LONG AWAITEDA Poem by Eva BielbyLONG AWAITED!
It happened weeks too early Something was wrong I knew it when the pains started. Hours later, after all the pain… No babe in arms. Three weeks…dead in my womb… How had I not realised? Utter devastation… The questions…did I want to see my baby girl? Did I want to hold her? A funeral? I couldn’t think straight… No! No! And….NOOOOOO!!!! If I didn’t see...if I didn’t cuddle… I couldn’t hurt…I told myself.

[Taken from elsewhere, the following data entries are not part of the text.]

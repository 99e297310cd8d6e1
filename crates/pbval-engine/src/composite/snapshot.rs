//! Current composite from the latest holdings.

use super::schedule::HoldingsSchedule;
use super::{Composite, CompositeInput, CompositeSnapshot, CompositeStrategy, WeightedSum};
use crate::error::AggregationError;

/// Single composite value from the most recently disclosed holdings, each
/// constituent valued at its latest defined PB regardless of date.
#[derive(Debug, Clone, Copy, Default)]
pub struct LatestSnapshotStrategy;

impl CompositeStrategy for LatestSnapshotStrategy {
    fn name(&self) -> &'static str {
        "latest-snapshot"
    }

    fn aggregate(&self, input: &CompositeInput<'_>) -> Result<Composite, AggregationError> {
        let schedule = HoldingsSchedule::from_entries(input.holdings);
        let Some((quarter, members)) = schedule.iter().last() else {
            return Err(AggregationError::NoHoldings(input.etf_code.to_string()));
        };

        let mut sum = WeightedSum::default();
        let mut as_of = None;
        for member in members {
            let latest = input.series.get(&member.code).and_then(|records| {
                records
                    .iter()
                    .rev()
                    .find_map(|r| r.pb.filter(|v| v.is_finite()).map(|pb| (r.date, pb)))
            });
            if let Some((date, pb)) = latest {
                sum.add(member.weight, pb);
                as_of = as_of.max(Some(date));
            }
        }

        match (sum.average(), as_of) {
            (Some(pb), Some(as_of)) => Ok(Composite::Snapshot(CompositeSnapshot {
                as_of,
                quarter,
                pb,
                contributing: sum.count,
                total_weight: sum.weight,
            })),
            _ => Err(AggregationError::NoCoverage(input.etf_code.to_string())),
        }
    }
}

#[cfg(test)]
mod tests {
    use super::*;
    use crate::composite::fixtures::{date, holding, pb, quarter, series};
    use approx::assert_relative_eq;

    #[test]
    fn test_uses_latest_quarter_and_latest_pb() {
        let holdings = vec![
            holding(quarter(2024, 1), "A", 1.0),
            holding(quarter(2024, 2), "A", 0.5),
            holding(quarter(2024, 2), "B", 0.5),
        ];
        let series = series(vec![
            pb("A", date(2020, 1, 2), Some(1.0)),
            pb("A", date(2020, 1, 3), Some(2.0)),
            pb("B", date(2020, 1, 2), Some(4.0)),
            pb("B", date(2020, 1, 3), None),
        ]);

        let input = CompositeInput {
            etf_code: "510300",
            holdings: &holdings,
            series: &series,
        };
        let Composite::Snapshot(snapshot) = LatestSnapshotStrategy.aggregate(&input).unwrap() else {
            panic!("expected a snapshot");
        };

        assert_eq!(snapshot.quarter, quarter(2024, 2));
        assert_eq!(snapshot.as_of, date(2020, 1, 3));
        assert_relative_eq!(snapshot.pb, 3.0);
        assert_eq!(snapshot.contributing, 2);
    }

    #[test]
    fn test_no_pb_at_all() {
        let holdings = vec![holding(quarter(2024, 1), "A", 1.0)];
        let series = series(vec![pb("A", date(2024, 1, 2), None)]);
        let input = CompositeInput {
            etf_code: "510300",
            holdings: &holdings,
            series: &series,
        };
        assert_eq!(
            LatestSnapshotStrategy.aggregate(&input),
            Err(AggregationError::NoCoverage("510300".to_string()))
        );
    }
}
//! A-share instrument code helpers.
//!
//! Codes are stored bare (`688120`); providers want them with an exchange
//! suffix (`688120.SH`), a lowercase prefix (`sh688120`) or an Eastmoney
//! `secid` (`1.688120`).

use crate::error::{DataError, Result};
use std::fmt;

/// Listing exchange inferred from a code.
#[derive(Debug, Clone, Copy, PartialEq, Eq, Hash)]
pub enum Exchange {
    /// Shanghai Stock Exchange
    Shanghai,
    /// Shenzhen Stock Exchange
    Shenzhen,
    /// Beijing Stock Exchange
    Beijing,
}

impl Exchange {
    /// Infer the exchange from a bare code. Unknown prefixes map to Shanghai.
    pub fn of(code: &str) -> Self {
        if code.starts_with('6') {
            Self::Shanghai
        } else if code.starts_with('0') || code.starts_with('3') || code.starts_with("159") {
            Self::Shenzhen
        } else if code.starts_with('4') || code.starts_with('8') {
            Self::Beijing
        } else {
            Self::Shanghai
        }
    }

    /// Uppercase suffix, e.g. `SH`.
    pub const fn suffix(&self) -> &'static str {
        match self {
            Self::Shanghai => "SH",
            Self::Shenzhen => "SZ",
            Self::Beijing => "BJ",
        }
    }

    /// Lowercase prefix, e.g. `sh`.
    pub const fn prefix(&self) -> &'static str {
        match self {
            Self::Shanghai => "sh",
            Self::Shenzhen => "sz",
            Self::Beijing => "bj",
        }
    }

    /// Eastmoney market id used in `secid` parameters.
    pub const fn eastmoney_market(&self) -> u8 {
        match self {
            Self::Shanghai => 1,
            Self::Shenzhen | Self::Beijing => 0,
        }
    }
}

impl fmt::Display for Exchange {
    fn fmt(&self, f: &mut fmt::Formatter<'_>) -> fmt::Result {
        f.write_str(self.suffix())
    }
}

/// Check that `code` is a bare six-digit code.
pub fn validate(code: &str) -> Result<&str> {
    if code.len() == 6 && code.bytes().all(|b| b.is_ascii_digit()) {
        Ok(code)
    } else {
        Err(DataError::InvalidCode(code.to_string()))
    }
}

/// Remove any exchange suffix or prefix: `688120.SH` and `sh688120` become `688120`.
pub fn strip_market(code: &str) -> &str {
    let code = code.trim();
    let code = code.split('.').next().unwrap_or(code);
    let lower = code.get(..2).map(str::to_ascii_lowercase);
    match lower.as_deref() {
        Some("sh" | "sz" | "bj") => &code[2..],
        _ => code,
    }
}

/// Suffixed form, e.g. `688120.SH`.
pub fn with_suffix(code: &str) -> String {
    let bare = strip_market(code);
    format!("{}.{}", bare, Exchange::of(bare).suffix())
}

/// Prefixed form, e.g. `sh688120`.
pub fn with_prefix(code: &str) -> String {
    let bare = strip_market(code);
    format!("{}{}", Exchange::of(bare).prefix(), bare)
}

/// Eastmoney `secid`, e.g. `1.600000`.
pub fn eastmoney_secid(code: &str) -> String {
    let bare = strip_market(code);
    format!("{}.{}", Exchange::of(bare).eastmoney_market(), bare)
}

/// Clean a code read from a holdings file.
///
/// Keeps only what follows the last `*` marker, drops whitespace and any
/// market decoration, and left-pads numeric codes to six digits. Returns
/// `None` when nothing numeric remains.
pub fn clean_holding_code(raw: &str) -> Option<String> {
    let marked = raw.rsplit('*').next().unwrap_or(raw);
    let trimmed: String = marked.chars().filter(|c| !c.is_whitespace()).collect();
    let bare = strip_market(&trimmed);
    if bare.is_empty() || bare.len() > 6 || !bare.bytes().all(|b| b.is_ascii_digit()) {
        return None;
    }
    Some(format!("{:0>6}", bare))
}

#[cfg(test)]
mod tests {
    use super::*;
    use rstest::rstest;

    #[rstest]
    #[case("688120", Exchange::Shanghai)]
    #[case("600000", Exchange::Shanghai)]
    #[case("000001", Exchange::Shenzhen)]
    #[case("300750", Exchange::Shenzhen)]
    #[case("159915", Exchange::Shenzhen)]
    #[case("430047", Exchange::Beijing)]
    #[case("830799", Exchange::Beijing)]
    #[case("510300", Exchange::Shanghai)]
    fn test_exchange_of(#[case] code: &str, #[case] expected: Exchange) {
        assert_eq!(Exchange::of(code), expected);
    }

    #[test]
    fn test_code_forms() {
        assert_eq!(with_suffix("688120"), "688120.SH");
        assert_eq!(with_suffix("000001.SZ"), "000001.SZ");
        assert_eq!(with_prefix("000001"), "sz000001");
        assert_eq!(eastmoney_secid("600000"), "1.600000");
        assert_eq!(eastmoney_secid("sz300750"), "0.300750");
    }

    #[rstest]
    #[case("688120.SH", "688120")]
    #[case("sh688120", "688120")]
    #[case("SZ000001", "000001")]
    #[case("000001", "000001")]
    fn test_strip_market(#[case] raw: &str, #[case] expected: &str) {
        assert_eq!(strip_market(raw), expected);
    }

    #[rstest]
    #[case("*600519", Some("600519"))]
    #[case("ST*600123", Some("600123"))]
    #[case("1", Some("000001"))]
    #[case(" 2594 ", Some("002594"))]
    #[case("", None)]
    #[case("ABC", None)]
    fn test_clean_holding_code(#[case] raw: &str, #[case] expected: Option<&str>) {
        assert_eq!(clean_holding_code(raw).as_deref(), expected);
    }

    #[test]
    fn test_validate() {
        assert!(validate("600000").is_ok());
        assert!(matches!(validate("60000"), Err(DataError::InvalidCode(_))));
        assert!(matches!(validate("60000a"), Err(DataError::InvalidCode(_))));
    }
}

A year later, Thirty-seven weeks pregnant… and the pains started early. She had been moving… I’d felt her moving, She would be okay… But tragedy struck once more My new hope was gone… Too tiny and weak to fight The course of labour, a hard one. Heartbroken, bewilderment… Why me? Why my babies? The questions again… No! No! And yet again….NOOOO!!! I can’t hurt if I keep saying no….! I kept reminding myself… It’ll hurt too much…say no…keep saying no!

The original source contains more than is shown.